Figure 7
From: Mechanical interplay between invadopodia and the nucleus in cultured cancer cells
LINC complex inhibition increases invadopodia adhesion to the matrix.
(a) A375 cells were cultured on gelatin-coated glass-bottomed dishes for 3 h, than fixed and stained for actin, lamin A/C and SUN1. From left to right: Actin staining (invadopodia structures denoted by white arrows), SUN1 staining in the nuclear lamina and SUN1 TIRF and lamin A/C TIRF microscopy, showing the nuclear indentations. (b) A375 cells were transfected with non-targeting siRNA (siNT), siNESPRIN-2, or siSUN1 and cultured for 3 h on fluorescently labeled gelatin-coated glass-bottomed dishes.

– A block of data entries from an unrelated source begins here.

//! MIDI port discovery and connection.
//!
//! Uses midir for cross-platform MIDI I/O (ALSA on Linux, CoreMIDI on macOS,
//! WinMM on Windows). The bridge needs up to three ports: the controller's
//! input, the virtual output fed to the downstream synth, and an optional
//! controller programming output for SysEx (LED/pad-note assignment).

use midir::{MidiInput, MidiInputConnection, MidiOutput, MidiOutputConnection};

/// Error type for MIDI connection operations.
#[derive(Debug, thiserror::Error)]
pub enum MidiConnectionError {
    #[error("failed to initialize MIDI input: {0}")]
    InputInitError(String),

    #[error("failed to initialize MIDI output: {0}")]
    OutputInitError(String),

    #[error("no MIDI input ports available")]
    NoInputPorts,

    #[error("no MIDI port found matching pattern: {0}")]
    PortNotFound(String),

    #[error("failed to connect to MIDI port: {0}")]
    ConnectionError(String),

    #[error("failed to get port info: {0}")]
    PortInfoError(String),

    #[error("failed to create virtual port {0:?}: {1}")]
    VirtualPortError(String, String),
}

/// Finds and opens the controller's MIDI input port.
///
/// The pattern is matched case-insensitively as a substring of port names;
/// when several ports match, the one with the shortest name wins (it is
/// assumed to be the more specific/canonical match).
pub fn connect_controller_input<F>(
    port_substring: &str,
    client_name: &str,
    callback: F,
) -> Result<(MidiInputConnection<()>, String), MidiConnectionError>
where
    F: FnMut(u64, &[u8], &mut ()) + Send + 'static,
{
    let pattern = port_substring.to_lowercase();
    let midi_in = MidiInput::new(client_name)
        .map_err(|e| MidiConnectionError::InputInitError(e.to_string()))?;

    let in_ports = midi_in.ports();
    if in_ports.is_empty() {
        return Err(MidiConnectionError::NoInputPorts);
    }

    let mut candidates: Vec<_> = in_ports
        .into_iter()
        .filter_map(|port| {
            let name = midi_in.port_name(&port).ok()?;
            name.to_lowercase()
                .contains(&pattern)
                .then_some((name, port))
        })
        .collect();
    candidates.sort_by_key(|(name, _)| name.len());

    let (port_name, port) = candidates
        .into_iter()
        .next()
        .ok_or_else(|| MidiConnectionError::PortNotFound(port_substring.to_string()))?;

    log::info!("controller input port matched: {}", port_name);

    let conn = midi_in
        .connect(&port, "pitchgrid-bridge-in", callback, ())
        .map_err(|e| MidiConnectionError::ConnectionError(e.to_string()))?;

    Ok((conn, port_name))
}

/// Opens the virtual output port the rewritten note stream is forwarded
/// through. On platforms without virtual-port creation support (Windows),
/// falls back to discovering a pre-existing output port of that exact name
/// (a loopback driver the user has set up ahead of time); if neither is
/// possible, returns `VirtualPortError` for the caller to surface as
/// `PortUnavailable`.
pub fn open_virtual_output(name: &str) -> Result<MidiOutputConnection, MidiConnectionError> {
    #[cfg(not(target_os = "windows"))]
    {
        use midir::os::unix::VirtualOutput;

        let midi_out = MidiOutput::new("pitchgrid-bridge")
            .map_err(|e| MidiConnectionError::OutputInitError(e.to_string()))?;

        match midi_out.create_virtual(name) {
            Ok(conn) => return Ok(conn),
            Err(e) => {
                log::warn!("virtual port creation failed for {:?}, falling back to exact-name discovery: {}", name, e);
            }
        }
    }

    match connect_existing_output_by_exact_name(name) {
        Some(result) => result,
        None => Err(MidiConnectionError::VirtualPortError(
            name.to_string(),
            "no virtual port support and no pre-existing port of that name".to_string(),
        )),
    }
}

/// Connects to an existing output port whose name matches `name` exactly
/// (not a substring match), for platforms where a virtual loopback port
/// must be pre-created outside this process.
fn connect_existing_output_by_exact_name(
    name: &str,
) -> Option<Result<MidiOutputConnection, MidiConnectionError>> {
    let midi_out = MidiOutput::new("pitchgrid-bridge").ok()?;
    let port = midi_out
        .ports()
        .into_iter()
        .find(|p| midi_out.port_name(p).is_ok_and(|n| n == name))?;

    log::info!("found pre-existing virtual output port {:?}, connecting", name);
    Some(
        midi_out
            .connect(&port, "pitchgrid-bridge-out")
            .map_err(|e| MidiConnectionError::VirtualPortError(name.to_string(), e.to_string())),
    )
}

/// Finds and opens an output port by substring match, for controllers that
/// accept SysEx programming on a separate port than their note input.
pub fn connect_programming_output(
    port_substring: &str,
) -> Result<MidiOutputConnection, MidiConnectionError> {
    let pattern = port_substring.to_lowercase();
    let midi_out = MidiOutput::new("pitchgrid-bridge-program")
        .map_err(|e| MidiConnectionError::OutputInitError(e.to_string()))?;

    let out_ports = midi_out.ports();
    let mut candidates: Vec<_> = out_ports
        .into_iter()
        .filter_map(|port| {
            let name = midi_out.port_name(&port).ok()?;
            name.to_lowercase()
                .contains(&pattern)
                .then_some((name, port))
        })
        .collect();
    candidates.sort_by_key(|(name, _)| name.len());

    let (port_name, port) = candidates
        .into_iter()
        .next()
        .ok_or_else(|| MidiConnectionError::PortNotFound(port_substring.to_string()))?;

    log::info!("controller programming output port matched: {}", port_name);

    midi_out
        .connect(&port, "pitchgrid-bridge-program-out")
        .map_err(|e| MidiConnectionError::ConnectionError(e.to_string()))
}

/// Lists all available MIDI input ports, for the UI-facing discovery operation.
pub fn list_input_ports() -> Result<Vec<String>, MidiConnectionError> {
    let midi_in = MidiInput::new("pitchgrid-bridge-list")
        .map_err(|e| MidiConnectionError::InputInitError(e.to_string()))?;

    Ok(midi_in
        .ports()
        .iter()
        .filter_map(|port| midi_in.port_name(port).ok())
        .collect())
}

/// Lists all available MIDI output ports.
pub fn list_output_ports() -> Result<Vec<String>, MidiConnectionError> {
    let midi_out = MidiOutput::new("pitchgrid-bridge-list")
        .map_err(|e| MidiConnectionError::OutputInitError(e.to_string()))?;

    Ok(midi_out
        .ports()
        .iter()
        .filter_map(|port| midi_out.port_name(port).ok())
        .collect())
}

/// True if some live input port's name contains `port_substring` (case
/// insensitive). Used by the discovery operation to report which known
/// descriptors currently have a connectable controller plugged in.
pub fn input_port_available(port_substring: &str) -> bool {
    let pattern = port_substring.to_lowercase();
    list_input_ports()
        .map(|ports| {
            ports
                .iter()
                .any(|name| name.to_lowercase().contains(&pattern))
        })
        .unwrap_or(false)
}

#[cfg(test)]
mod tests {
    use super::*;

    #[test]
    fn list_ports_does_not_panic() {
        let _ = list_input_ports();
        let _ = list_output_ports();
    }

    #[test]
    fn input_port_available_false_for_nonsense_pattern() {
        assert!(!input_port_available("definitely-not-a-real-midi-device-xyz"));
    }

    #[test]
    fn exact_name_fallback_none_when_no_matching_port_exists() {
        assert!(connect_existing_output_by_exact_name("definitely-not-a-real-midi-device-xyz").is_none());
    }
}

Cells were stained for actin, vinculin and DAPI. White arrows denote invadopodia structures, their respective adhesion vinculin ring and matrix degradation. On the right, an overlay of actin (a, red), vinculin (v, green) and DAPI (D, blue). (c) Magnification of the triple overlay (as in b) 1 = siNT, 2 = siNESPRIN-2, 3 = siSUN1. (d) Quantification of the cells that form adhesion rings in siNT (n = 141), siNESPRIN-2 (n = 131) and siSUN1 (n = 155) transfected cells. The results are representative of findings in three repeating experiments. (e) Quantification of the cells that form invadopodia in siNT, siNESPRIN-2 and siSUN1 transfected cells. The results are representative of findings in three repeating experiments.